Schredder-Affäre weitet sich aus

Berlin (dpa) - Die Affäre um Aktenvernichtung beim Bundesamt für Verfassungsschutz weitet sich aus. Auch dem Innenministerium wird nun vorgeworfen, noch nach dem Auffliegen der Zwickauer Terrorzelle das Schreddern von Unterlagen zum Rechtsextremismus angeordnet zu haben.

In dem bereits vor Wochen aufgedeckten ersten Fall der Aktenlöschung geht der Neonazi-Untersuchungsausschuss des Bundestags von Vorsatz aus. „Heute ist nachdrücklich klar geworden: Es gab eine Vertuschungsaktion“, sagte der Ausschussvorsitzende Sebastian Edathy (SPD) am Donnerstag nach einer Sondersitzung des Gremiums zu dem Thema. Der FDP-Abgeordnete Hartfrid Wolff sprach von „Sodom und Gomorrha“ im Umgang mit Akten beim Verfassungsschutz.

Das Bundesinnenministerium hat inzwischen einen Stopp aller routinemäßigen Schredder-Aktionen im Bereich Rechtsextremismus verfügt - acht Monate nach dem Auffliegen des Nationalsozialistischen Untergrunds (NSU). Ein entsprechender Erlass erging an diesem Mittwoch. Am selben Tag war bekanntgeworden, dass das Innenministerium am 14. November 2011 die Vernichtung von insgesamt 126 Anlagen zu Abhörprotokollen aus allen Extremismusbereichen angeordnet hatte - sechs davon stammen aus dem Bereich Rechtsextremismus. Eine solche Löschung ist gesetzlich vorgeschrieben. Den Ausschussmitgliedern stößt aber die zeitliche Nähe zum Auffliegen der NSU wenige Tage vorher auf.

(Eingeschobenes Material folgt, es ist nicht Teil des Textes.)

//! Rendering of command results as JSON or plain text.

use chrono::NaiveDate;
use freeslot_core::{DayAvailability, QualifyingDay, SlotRecord};
use serde::Serialize;

use crate::error::CliResult;

/// How results are printed.
#[derive(Debug, Clone, Copy, Default, PartialEq, Eq)]
pub enum OutputFormat {
    /// Aligned plain text.
    #[default]
    Text,
    /// Pretty-printed JSON.
    Json,
}

impl OutputFormat {
    /// Selects JSON when `json` is set.
    pub fn from_json_flag(json: bool) -> Self {
        if json { Self::Json } else { Self::Text }
    }
}

/// The result of a query command.
#[derive(Debug, Clone, PartialEq, Serialize)]
#[serde(untagged)]
pub enum Report {
    /// Slots of a single date, with its remote flag.
    Day(DayAvailability),
    /// Slots across several dates, each tagged with its remote flag.
    Slots(Vec<SlotRecord>),
    /// Slots across several dates, grouped per date.
    Grouped(Vec<DayAvailability>),
    /// Dates with at least one free slot.
    Days(Vec<QualifyingDay>),
}

impl Report {
    /// Renders the report.
    pub fn render(&self, format: OutputFormat) -> CliResult<String> {
        match format {
            OutputFormat::Json => Ok(serde_json::to_string_pretty(self)?),
            OutputFormat::Text => Ok(self.render_text()),
        }
    }

    fn render_text(&self) -> String {
        let mut out = String::new();
        match self {
            Self::Day(day) => push_day(&mut out, day),
            Self::Grouped(days) if days.is_empty() => out.push_str("No working days in range.\n"),
            Self::Grouped(days) => days.iter().for_each(|day| push_day(&mut out, day)),
            Self::Slots(slots) if slots.is_empty() => out.push_str("No free slots.\n"),
            Self::Slots(slots) => {
                for slot in slots {
                    let date = slot.start.format("%Y-%m-%d");
                    let remote = remote_suffix(slot.remote == Some(true));
                    out.push_str(&format!("{date}  {}{remote}\n", slot_line(slot)));
                }
            }
            Self::Days(days) if days.is_empty() => out.push_str("No qualifying days.\n"),
            Self::Days(days) => {
                for day in days {
                    out.push_str(&day_heading(day.date, day.remote));
                }
            }
        }
        out
    }
}

fn day_heading(date: NaiveDate, remote: bool) -> String {
    format!("{}{}\n", date.format("%Y-%m-%d %a"), remote_suffix(remote))
}

fn remote_suffix(remote: bool) -> &'static str {
    if remote { "  remote" } else { "" }
}

fn slot_line(slot: &SlotRecord) -> String {
    format!(
        "{}-{}  {}",
        slot.start.format("%H:%M"),
        slot.end.format("%H:%M"),
        slot.duration_label
    )
}

fn push_day(out: &mut String, day: &DayAvailability) {
    out.push_str(&day_heading(day.date, day.remote));
    if day.slots.is_empty() {
        out.push_str("  no free slots\n");
    }
    for slot in &day.slots {
        out.push_str(&format!("  {}\n", slot_line(slot)));
    }
}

Die Grünen vermuten, dass auch diese Akten Bezug zum NSU haben. Das Innenministerium bestreitet das. „Diese Verknüpfung ist falsch“, sagte der vom Innenministerium eingesetzte Sonderermittler, Hans-Georg Engelke, der dem Ausschuss am Donnerstag berichtete. Die Grünen-Mitglieder des Gremiums bezweifeln die Darstellung. „Es gibt natürlich inhaltliche Bezüge, es gibt wohl auch personelle Bezüge“, sagte der Abgeordnete Wolfgang Wieland. Sein Fraktionskollege Hans-Christian-Ströbele mutmaßte, dass die Abhörprotokolle einen Bekannten des NSU-Mitglieds Beate Zschäpe betreffen könnten.

Nach Informationen der „Stuttgarter Nachrichten“ (Freitag) ließ das Ministerium nicht nur im November, sondern auch im Dezember Akten vernichten, in denen es um Erkenntnisse des Verfassungsschutzes aus dem Bereich Rechtsextremismus ging. Es handele sich in beiden Monaten um 23 Ordner. Auch im April (4 Ordner) und im Mai (1 Ordner) seien Akten vernichtet worden - unklar sei derzeit noch, ob darunter auch Material etwa aus dem Bereich linker und islamischer Extremismus gewesen sei.

Wegen der bereits länger bekannten Schredder-Aktion vom 11. und wahrscheinlich 13. November 2011 laufen gegen drei Mitarbeiter des Bundesamtes für Verfassungsschutz disziplinarrechtliche Ermittlungen. Verfassungsschutzpräsident Heinz Fromm hat deswegen um die Versetzung in den vorzeitigen Ruhestand zum 31. Juli gebeten. An Zufall oder Schlamperei glaubt man dabei im Ausschuss nicht mehr. „Da geht auch das Innenministerium davon aus, dass das absichtlich und planvoll geschah“, sagte Wieland. Er fügte aber hinzu: „Der Nebel, welches Motiv dahinter stand, hat sich heute leider in keiner Weise gelichtet.“

Auch der Unions-Obmann Clemens Binninger meinte, es könne sich wohl kaum um Zufall oder Versehen handeln. „Ich bin fassungslos, wie die Sicherheitsbehörden mit den Akten umgehen und umgegangen sind“, sagte der FDP-Obmann Wolff. Ähnlich äußerte sich die Obfrau der Linken, Petra Pau. SPD-Frau Eva Högl sprach von einem Skandal.

Während das Bundeskriminalamt bereits im Februar die Aktenvernichtung einstellte, verfügte das Innenministerium erst am Mittwoch (18.7.) für den Verfassungsschutz, dass keinerlei personenbezogene Daten mehr gelöscht werden oder im Reißwolf landen. Für Abhörprotokolle von Telefongesprächen und Anlagen dazu galt eine entsprechende Regelung nach dpa-Informationen schon seit Anfang Juli.